你指责牛小草并非一位好人不就是想要阻挠我们之间的关系吗?
我要告诉你,你的如意算盘打得太天真了。不论怎样我都不会受你的唆使的,事实上牛小草和我已经约定了两天后便去民政局领我们的结婚证书。
柱子轻声笑着,
万兴建及耳聋老夫人已经警告过他——关于易大海必会设法干扰他们婚事的问题,所以易大海的话绝不可信。
「你尽管认为我是抱有一种误解的心态对待你,但是即使不相信你所说的这些内容,警方的话总该值得信任吧。」
『就在这过去的上半年里, 牛小草居然打断了一个男性的腿, 这人在医院整整住了半个多月, 等他出院的时候那只受伤的脚就已经变得一瘸一拐的了,你说, 怎麽能说这样暴力的女性是个正经女人呢?」 易大海对着柱子提出了质疑.

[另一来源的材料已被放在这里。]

/*
This code is part of the shape_ingest geospatial library.
Created: 19/10/2026
Last Modified: 19/10/2026
License: MIT

Notes: A concurrent store of named shapes. Shapes can be preloaded from a
directory tree holding WKT definition files (one `name:WKT` per line) and
shapefile pairs.
*/
mod preload;

pub use self::preload::PreloadSummary;

use crate::configs::Configs;
use crate::structures::Shape;
use dashmap::DashMap;
use std::path::Path;
use tracing::info;

/// Named shapes, safe to share between threads. Every operation on a single
/// name is atomic.
#[derive(Debug, Default)]
pub struct ShapeRegistry {
    shapes: DashMap<String, Shape>,
}

impl ShapeRegistry {
    pub fn new() -> ShapeRegistry {
        ShapeRegistry::default()
    }

    /// Creates a registry and preloads the configured shapes directory, if
    /// there is one and it exists.
    pub fn with_configs(configs: &Configs) -> crate::Result<ShapeRegistry> {
        let registry = ShapeRegistry::new();
        if let Some(dir) = &configs.shapes_directory {
            if dir.is_dir() {
                let summary = registry.preload(dir, configs)?;
                info!("{}", summary);
            } else {
                info!("shapes directory {} does not exist", dir.display());
            }
        }
        Ok(registry)
    }

    /// Adds a shape. With `overwrite` any existing shape of the same name is
    /// replaced; without it the call does nothing when the name is taken.
    pub fn add(&self, name: &str, shape: Shape, overwrite: bool) {
        if overwrite {
            self.shapes.insert(name.to_string(), shape);
        } else {
            self.shapes.entry(name.to_string()).or_insert(shape);
        }
    }

    /// The shape registered under a name.
    pub fn get(&self, name: &str) -> Option<Shape> {
        self.shapes.get(name).map(|entry| entry.value().clone())
    }

    pub fn contains(&self, name: &str) -> bool {
        self.shapes.contains_key(name)
    }

    pub fn len(&self) -> usize {
        self.shapes.len()
    }

    pub fn is_empty(&self) -> bool {
        self.shapes.is_empty()
    }

    /// Registered names, sorted.
    pub fn names(&self) -> Vec<String> {
        let mut names: Vec<String> = self.shapes.iter().map(|e| e.key().clone()).collect();
        names.sort();
        names
    }

    /// Loads every shape definition found under a directory, replacing
    /// shapes that are already registered.
    pub fn preload<P: AsRef<Path>>(&self, dir: P, configs: &Configs) -> crate::Result<PreloadSummary> {
        preload::preload(self, dir.as_ref(), configs)
    }
}

#[cfg(test)]
mod test {
    use super::ShapeRegistry;
    use crate::structures::{Point2D, Shape};
    use std::sync::Arc;
    use std::thread;

    #[test]
    fn test_add_and_override() {
        let registry = ShapeRegistry::new();
        let a = Shape::Point(Point2D::new(1f64, 1f64));
        let b = Shape::Point(Point2D::new(2f64, 2f64));
        registry.add("x", a.clone(), false);
        registry.add("x", b.clone(), false);
        assert_eq!(registry.get("x"), Some(a));
        registry.add("x", b.clone(), true);
        assert_eq!(registry.get("x"), Some(b));
        assert_eq!(registry.get("y"), None);
        assert_eq!(registry.len(), 1);
    }

    #[test]
    fn test_concurrent_adds_keep_one_winner() {
        let registry = Arc::new(ShapeRegistry::new());
        let handles: Vec<_> = (0..8)
            .map(|i| {
                let registry = Arc::clone(&registry);
                thread::spawn(move || {
                    registry.add("contested", Shape::Point(Point2D::new(i as f64, 0f64)), false);
                })
            })
            .collect();
        for h in handles {
            h.join().unwrap();
        }
        assert_eq!(registry.len(), 1);
        assert!(registry.get("contested").is_some());
    }
}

接着易大海提供了更有力的凭证, 「如果不愿意相信我说的这些都是事实 ** , 可自行到派出所咨询了解, 这件事曾经立过档案案的.」 易大海进一步表示.
此时的柱子眉宇之间带着疑惑地望着易大海,
易大海可能会 ** 他, 也能找人合伙骗他, 只是不可能拉上警方向他联手撒谎。这么说, 这件有关牛小草把人打瘸的事实可能是真实的。
柱子内心突然安静了下来,
与他而言,与牛小草的接触时间并不多久,见面的机会也很有限,并未曾看出过她是如此暴力型女性。
但究竟是什么原因让她狠心打垮了那位男人?
难道是他在被骗了?
「哈哈! 」易大海简直要忍不住笑声了。
柱子信了!
他真的上当信了!
「柱子,你应该要信我的说法,这牛小草可不是个安守本分的人儿,你绝对不可将她视为自己的终身伴侣。」
有句话这么说,若误选了伴侣,影响的可不止三代人。你不单是为自己而活,也要为你子子孙孙设想。
这句话如同巨石一般压在易中海的心头,他已是高龄,膝下无儿女相伴,唯有他与夫人相依为命。这也是为何寻找一位愿意照顾自己的人成为他生命中的大事。
“哎呀!师父说得很对,易中海简直就是一只狡猾的老狼,差点我就被他的话给带进去了。” 傻柱自我嘲笑了一下,用手拍了自己的脸颊,留下红印一片。
“易中海,你说牛小草打断了男人的腿,而且还报警了,警察局那边究竟是怎样处理的?”“难不成牛小草已被拘留了?”傻柱问到了事情的重点。
假如牛小草确实有过失并且打断了一条人腿,这可算严重的伤人行为,执法机构必定不会放过她。但如果她未受罚,就可以推测出她的行为可能并无不妥,可能是出于无可奈何的情况进行了正当防卫!
“傻柱,你也太过迟钝了吧?”
“问题重点其实不在官方怎么判决,关键在于,一个能打断健壮大汉腿的女人绝不是一个温顺的女子啊。”
“你是希望找到一位可以共同生活的淑女,而牛小草绝对不符合你的需求。” 易中海巧妙地把话题拉到另一边。
他对傻柱的清醒感到颇为意外,傻柱笑了。越是因为易中海不愿回答这些问题,傻柱就越确定其中定有蹊跷。
“易中海,请正面回答我的提问,警官到底是怎处理这个事件?” “是不是将牛小草拘留了?” 或是 "是否让牛小草赔偿医药费用?” 他在盯着易中海。
"我不知道, 这件事跟牛小草打断人的腿无关, 所以我并未过多打听。”易中海摇头说。
“易中海,露出马脚了!”
"一定是因为你知道了执法机关的应对,但你害怕说出来之后却证实牛小草并非一个恶妇。”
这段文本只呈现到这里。